Shadow

İlk Hemşire Medineli Rufeyde

İlk Hemşire Medineli Rufeyde

Hemşireliğin bir meslek haline gelmesi, çok eski devirlere dayanmaz. Ancak hastalık ve tedavi insan hayatı ile başladığına göre, hasta bakımı da başlangıçtan beri süre gelmiştir. Peygamberimiz, hasta ziyaretine, hastaya hizmete çok önem vermiş, dinimizde hastanın hizmetinde bulunan yardımcılarının Ramazanda oruçlarını tehir edebileceklerine bile cevaz vermiştir.

Siyer, İslâm tarihi ve hadis mecmualarında; özellikle savaşlarda hanımların bulundurulduğu ve bunların yaralılara hizmet verdiklerine dair pek çok örnekler vardır. Buharînin nakline göre bir hanım; “Biz, hazreti peygamber ile beraber savaşta bulunurduk. Mücâhitlere su verir, onlara hizmet ederdik. Yaralıları tedavi eder, şehitleri Medine’ye taşırdık der.” (Buharî, Cihad 67),

Ümmü Atiye ise, Rasûlullah ile birlikte yedi savaşa katıldığını, geri hizmetleri gördüğünü, ordunun yemeğini yaptığını, yaralıların yaralarını sardığını ve çok ağır yaralılara da hizmet verdiğini söylemektedir. (Müslim, Cihad, 142; Ahmed bin Hanbel, Müsned, 5/84-85).

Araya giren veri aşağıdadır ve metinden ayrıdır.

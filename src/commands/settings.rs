// Copyright (c) AlphaVelocity.
// All rights reserved.
//
// This source code is licensed under the license found in the
// LICENSE file in the root directory of this source tree.

use crate::config::KEYS;
use crate::store::Store;
use crate::utils::{maybe_print_json, pretty_table};
use anyhow::{Context, Result};

pub fn handle(store: &mut Store, m: &clap::ArgMatches) -> Result<()> {
    match m.subcommand() {
        Some(("list", sub)) => {
            if !maybe_print_json(sub.get_flag("json"), sub.get_flag("jsonl"), store.config())? {
                let mut data = Vec::new();
                for key in KEYS {
                    data.push(vec![key.to_string(), store.config().get(key)?]);
                }
                println!("{}", pretty_table(&["Key", "Value"], data));
            }
        }
        Some(("get", sub)) => {
            let key = sub.get_one::<String>("key").context("key is required")?;
            println!("{}", store.config().get(key)?);
        }
        Some(("set", sub)) => {
            let key = sub.get_one::<String>("key").context("key is required")?;
            let value = sub.get_one::<String>("value").context("value is required")?;
            store.set_config(key, value)?;
            println!("{} = {}", key.trim(), store.config().get(key)?);
        }
        _ => {}
    }
    Ok(())
}
// Copyright (c) AlphaVelocity.
// All rights reserved.
//
// This source code is licensed under the license found in the
// LICENSE file in the root directory of this source tree.

use crate::balance::{DailyBalance, daily_balances};
use crate::store::Store;
use crate::utils::{fmt_money, maybe_print_json, parse_date, pretty_table};
use anyhow::{Context, Result};
use chrono::Duration;

pub fn handle(store: &Store, sub: &clap::ArgMatches) -> Result<()> {
    let data = query_days(store, sub)?;
    if !maybe_print_json(sub.get_flag("json"), sub.get_flag("jsonl"), &data)? {
        // Most recent day on top.
        let rows = data
            .iter()
            .rev()
            .map(|d| {
                vec![
                    d.date.to_string(),
                    fmt_money(&d.opening_balance),
                    fmt_money(&d.cash_in),
                    fmt_money(&d.cash_out),
                    fmt_money(&d.net_change),
                    fmt_money(&d.closing_balance),
                    fmt_money(&d.fees),
                    d.transaction_count.to_string(),
                ]
            })
            .collect();
        println!(
            "{}",
            pretty_table(
                &["Date", "Opening", "Cash In", "Cash Out", "Net", "Closing", "Fees", "Count"],
                rows,
            )
        );
    }
    Ok(())
}

/// Days for the requested range; defaults to today and the `history_days`
/// days before it.
pub fn query_days(store: &Store, sub: &clap::ArgMatches) -> Result<Vec<DailyBalance>> {
    let to = match sub.get_one::<String>("to") {
        Some(d) => parse_date(d)?,
        None => store.today(),
    };
    let from = match sub.get_one::<String>("from") {
        Some(d) => parse_date(d)?,
        None => to
            .checked_sub_signed(Duration::days(i64::from(store.config().history_days)))
            .context("history window reaches before the calendar starts")?,
    };
    let txs = store.all_transactions()?;
    let mut days = daily_balances(&txs, from, to, store.offset())?;
    if sub.get_flag("active-only") {
        let today = store.today();
        days.retain(|d| d.transaction_count > 0 || d.date == today);
    }
    Ok(days)
}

Hendek muharebesinde yaralananların tedavî ve bakımı için Peygamber Efendimiz (s.a.v.) Medine’de Mescid-i Nebi civarında bir çadır kurdurmuş, bu çadırı hastabakıcı bir hemşire, Benî Eslem kabîlesine mensup Medineli Rufeyde (r.a.) isminde bir hanımın idaresine tevdi etmişti. (İbni Hişam, Sireti İbni Hişam Tercüme, Hasan Ege, c.3, s. 329, İstanbul, 1985).

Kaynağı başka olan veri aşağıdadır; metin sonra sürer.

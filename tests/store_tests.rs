// Copyright (c) AlphaVelocity.
// All rights reserved.
//
// This source code is licensed under the license found in the
// LICENSE file in the root directory of this source tree.

use cashtrack::config::Config;
use cashtrack::dashboard::Dashboard;
use cashtrack::error::Error;
use cashtrack::models::{
    NewTransaction, PaymentMode, TransactionFilter, TransactionType, TransactionUpdate,
};
use cashtrack::store::{Store, day_start_utc};
use cashtrack::utils::{parse_date, parse_local_timestamp};
use chrono::NaiveDate;
use rust_decimal::Decimal;

fn d(s: &str) -> Decimal {
    s.parse().unwrap()
}

fn store() -> Store {
    Store::open_in_memory(Config::default()).unwrap()
}

#[test]
fn create_derives_cash_sides_and_owner() {
    let store = store();
    let tx = store
        .create_transaction(
            NewTransaction::new(TransactionType::JazzCashSend, d("5000"), "ali")
                .fee(d("50"))
                .payment_mode(PaymentMode::JazzCash)
                .note("  to 0300-1234567 "),
        )
        .unwrap();
    assert_eq!(tx.cash_in, d("50"));
    assert_eq!(tx.cash_out, d("5000"));
    assert_eq!(tx.payment_mode, PaymentMode::JazzCash);
    assert_eq!(tx.note.as_deref(), Some("to 0300-1234567"));
    assert_eq!(tx.created_by, "ali");
    assert_eq!(tx.created_at, tx.updated_at);

    assert_eq!(store.get_transaction(tx.id).unwrap(), tx);
    let users = store.list_users().unwrap();
    assert_eq!(users.len(), 1);
    assert_eq!(users[0].username, "ali");
}

#[test]
fn update_recomputes_and_keeps_creation_fields() {
    let store = store();
    let at = parse_local_timestamp("2025-02-01 10:00", store.offset()).unwrap();
    let tx = store
        .create_transaction(
            NewTransaction::new(TransactionType::StationarySale, d("400"), "admin").at(at),
        )
        .unwrap();
    assert_eq!((tx.cash_in, tx.cash_out), (d("400"), Decimal::ZERO));

    let updated = store
        .update_transaction(
            tx.id,
            TransactionUpdate {
                r#type: Some(TransactionType::BankDeposit),
                amount: Some(d("450")),
                ..Default::default()
            },
        )
        .unwrap();
    assert_eq!(updated.r#type, TransactionType::BankDeposit);
    assert_eq!(updated.cash_in, Decimal::ZERO);
    assert_eq!(updated.cash_out, d("450"));
    assert_eq!(updated.created_at, at);
    assert_eq!(updated.created_by, "admin");
    assert!(updated.updated_at > updated.created_at);

    let cleared = store
        .update_transaction(
            tx.id,
            TransactionUpdate {
                note: Some(None),
                ..Default::default()
            },
        )
        .unwrap();
    assert_eq!(cleared.note, None);
    assert_eq!(cleared.cash_out, d("450"));
}

#[test]
fn update_that_breaks_a_rule_leaves_the_row_alone() {
    let store = store();
    let tx = store
        .create_transaction(
            NewTransaction::new(TransactionType::EasyPaisaSend, d("1000"), "admin").fee(d("20")),
        )
        .unwrap();
    // switching to a sale with the fee still set
    let err = store
        .update_transaction(
            tx.id,
            TransactionUpdate {
                r#type: Some(TransactionType::StationarySale),
                ..Default::default()
            },
        )
        .unwrap_err();
    assert_eq!(err.field(), Some("fee"));
    assert_eq!(store.get_transaction(tx.id).unwrap(), tx);
}

#[test]
fn missing_ids_are_not_found() {
    let store = store();
    assert_eq!(
        store.get_transaction(42).unwrap_err(),
        Error::not_found("transaction", 42)
    );
    assert!(
        store
            .update_transaction(
                42,
                TransactionUpdate {
                    amount: Some(d("1")),
                    ..Default::default()
                }
            )
            .unwrap_err()
            .is_not_found()
    );
    assert!(store.delete_transaction(42).unwrap_err().is_not_found());
}

#[test]
fn delete_is_reflected_in_the_dashboard() {
    let store = store();
    let keep = store
        .create_transaction(NewTransaction::new(TransactionType::StationarySale, d("300"), "admin"))
        .unwrap();
    let gone = store
        .create_transaction(
            NewTransaction::new(TransactionType::BillPayment, d("2000"), "admin").fee(d("25")),
        )
        .unwrap();

    let today = store.today();
    let before = Dashboard::build(&store, today).unwrap();
    assert_eq!(before.cash_in_hand, d("325"));
    assert_eq!(before.total_profit, d("25"));

    let removed = store.delete_transaction(gone.id).unwrap();
    assert_eq!(removed.id, gone.id);

    let after = Dashboard::build(&store, today).unwrap();
    assert_eq!(after.cash_in_hand, d("300"));
    assert_eq!(after.total_profit, Decimal::ZERO);
    assert_eq!(after.today.count, 1);
    assert_eq!(after.recent.len(), 1);
    assert_eq!(after.recent[0].id, keep.id);
}

#[test]
fn write_rules() {
    let store = store();
    let try_add = |t, amount: &str, fee: &str| {
        store
            .create_transaction(NewTransaction::new(t, d(amount), "admin").fee(d(fee)))
            .unwrap_err()
            .field()
    };
    assert_eq!(try_add(TransactionType::JazzCashSend, "100", "150"), Some("fee"));
    assert_eq!(try_add(TransactionType::StationarySale, "10.555", "0"), Some("amount"));
    assert_eq!(try_add(TransactionType::BillPayment, "100", "0.001"), Some("fee"));
    assert_eq!(try_add(TransactionType::BankDeposit, "10000001", "0"), Some("amount"));
    assert_eq!(try_add(TransactionType::BankDeposit, "-5", "0"), Some("amount"));
    assert_eq!(try_add(TransactionType::BankWithdrawal, "500", "5"), Some("fee"));

    let err = store
        .create_transaction(NewTransaction::new(TransactionType::StationarySale, d("1"), "  "))
        .unwrap_err();
    assert_eq!(err.field(), Some("user"));

    // trailing zeros beyond two places are fine
    store
        .create_transaction(NewTransaction::new(
            TransactionType::StationarySale,
            d("10.5000"),
            "admin",
        ))
        .unwrap();
    assert_eq!(store.all_transactions().unwrap().len(), 1);
}

#[test]
fn filters_use_the_shop_calendar() {
    let store = store();
    let offset = store.offset();
    let add = |t, amount: &str, fee: &str, mode, when: &str, user: &str, note: &str| {
        store
            .create_transaction(
                NewTransaction::new(t, d(amount), user)
                    .fee(d(fee))
                    .payment_mode(mode)
                    .note(note)
                    .at(parse_local_timestamp(when, offset).unwrap()),
            )
            .unwrap()
    };
    let a = add(
        TransactionType::StationarySale,
        "100",
        "0",
        PaymentMode::Cash,
        "2025-04-01 00:30",
        "admin",
        "notebooks",
    );
    let b = add(
        TransactionType::JazzCashSend,
        "2000",
        "20",
        PaymentMode::JazzCash,
        "2025-04-01 23:59",
        "sana",
        "50%_promo",
    );
    let c = add(
        TransactionType::BankDeposit,
        "700",
        "0",
        PaymentMode::Bank,
        "2025-04-02 00:00",
        "admin",
        "weekly deposit",
    );

    let day = parse_date("2025-04-01").unwrap();
    let ids = |f: TransactionFilter| -> Vec<i64> {
        store
            .list_transactions(&f)
            .unwrap()
            .into_iter()
            .map(|t| t.id)
            .collect()
    };

    assert_eq!(ids(TransactionFilter::default()), vec![c.id, b.id, a.id]);
    assert_eq!(
        ids(TransactionFilter {
            from: Some(day),
            to: Some(day),
            ..Default::default()
        }),
        vec![b.id, a.id]
    );
    assert_eq!(
        ids(TransactionFilter {
            from: day.succ_opt(),
            ..Default::default()
        }),
        vec![c.id]
    );
    assert_eq!(
        ids(TransactionFilter {
            r#type: Some(TransactionType::JazzCashSend),
            ..Default::default()
        }),
        vec![b.id]
    );
    assert_eq!(
        ids(TransactionFilter {
            payment_mode: Some(PaymentMode::Bank),
            ..Default::default()
        }),
        vec![c.id]
    );
    assert_eq!(
        ids(TransactionFilter {
            search: Some("NOTEBOOK".into()),
            ..Default::default()
        }),
        vec![a.id]
    );
    assert_eq!(
        ids(TransactionFilter {
            search: Some("sana".into()),
            ..Default::default()
        }),
        vec![b.id]
    );
    // wildcards in the term match literally
    assert_eq!(
        ids(TransactionFilter {
            search: Some("%_".into()),
            ..Default::default()
        }),
        vec![b.id]
    );
    assert_eq!(
        ids(TransactionFilter {
            user: Some("admin".into()),
            limit: Some(1),
            ..Default::default()
        }),
        vec![c.id]
    );
}

#[test]
fn day_start_is_shifted_by_the_offset() {
    let offset = Config::default().utc_offset;
    let start = day_start_utc(parse_date("2025-04-01").unwrap(), offset).unwrap();
    assert_eq!(start.to_rfc3339(), "2025-03-31T19:00:00+00:00");
    assert_eq!(day_start_utc(NaiveDate::MIN, offset), None);
}

#[test]
fn date_filters_at_the_calendar_edges() {
    let store = store();
    let tx = store
        .create_transaction(NewTransaction::new(TransactionType::StationarySale, d("80"), "admin"))
        .unwrap();
    let count = |from: Option<NaiveDate>, to: Option<NaiveDate>| {
        store
            .list_transactions(&TransactionFilter {
                from,
                to,
                ..Default::default()
            })
            .unwrap()
            .len()
    };

    assert_eq!(count(Some(NaiveDate::MIN), None), 1);
    assert_eq!(count(None, Some(NaiveDate::MAX)), 1);
    assert_eq!(count(Some(NaiveDate::MIN), Some(NaiveDate::MAX)), 1);
    assert_eq!(count(None, Some(NaiveDate::MIN)), 0);
    assert_eq!(count(Some(NaiveDate::MAX), None), 0);
    let far = parse_date("+12000-01-01").unwrap();
    assert_eq!(count(Some(far), None), 0);
    assert_eq!(count(None, Some(far)), 1);
    let ancient = parse_date("-0500-01-01").unwrap();
    assert_eq!(count(Some(ancient), None), 1);
    assert_eq!(count(None, Some(ancient)), 0);
    assert_eq!(store.all_transactions().unwrap()[0].id, tx.id);
}

#[test]
fn back_dating_outside_four_digit_years_is_rejected() {
    let store = store();
    let at = parse_local_timestamp("+12000-01-01 10:00", store.offset()).unwrap();
    let err = store
        .create_transaction(
            NewTransaction::new(TransactionType::StationarySale, d("1"), "admin").at(at),
        )
        .unwrap_err();
    assert_eq!(err.field(), Some("created_at"));
    let earliest = format!("{} 00:00", NaiveDate::MIN);
    assert!(parse_local_timestamp(&earliest, store.offset()).is_err());
    assert!(store.all_transactions().unwrap().is_empty());
}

İşte tarihte İslam’ın ilk hastahanesi ve hemşiresi…

Muharebe esnasında yaralanan mücahitler bu çadır içinde ve Rufeyde (r.a.) hatun ile yanındaki diğer İslâm hanımları tarafından bakılmış ve tedavi edilmiştir.

Rufeyde (r.a.), sıradan bir hasta bakıcı hemşire değildi. Devrin tedavi usullerine vâkıf, bilgili bir hatun idi.

Sünnete ve Ashâb-ı Kirama bağlılığı ayrılmaz vasfı haline gelen milletimizin özünde de iyilikseverlik, âciz ve hastalara yardım duygusu ve faaliyetleri açıkça görülmektedir. Selçuklular döneminde de, Osmanlılar döneminde de özellikle tanınmış hanımların hastaneler yaptırdıkları dikkat çekicidir. 12. asırda Hunat Hatun Kayseri’de, 16. asırda Hürrem Sultan İstanbul Hasekide Şifahâneler yaptırmışlardır. Bütün varlıklı hanımların pek çok okul yaptırmalarının yanında hastane yaptırmaya yönelmeleri de beklenir. Artık bugün hemşirelik ve hasta bakıcılık bir meslek halini alsa da gönüllü hizmetlere ihtiyaç da devam etmektedir.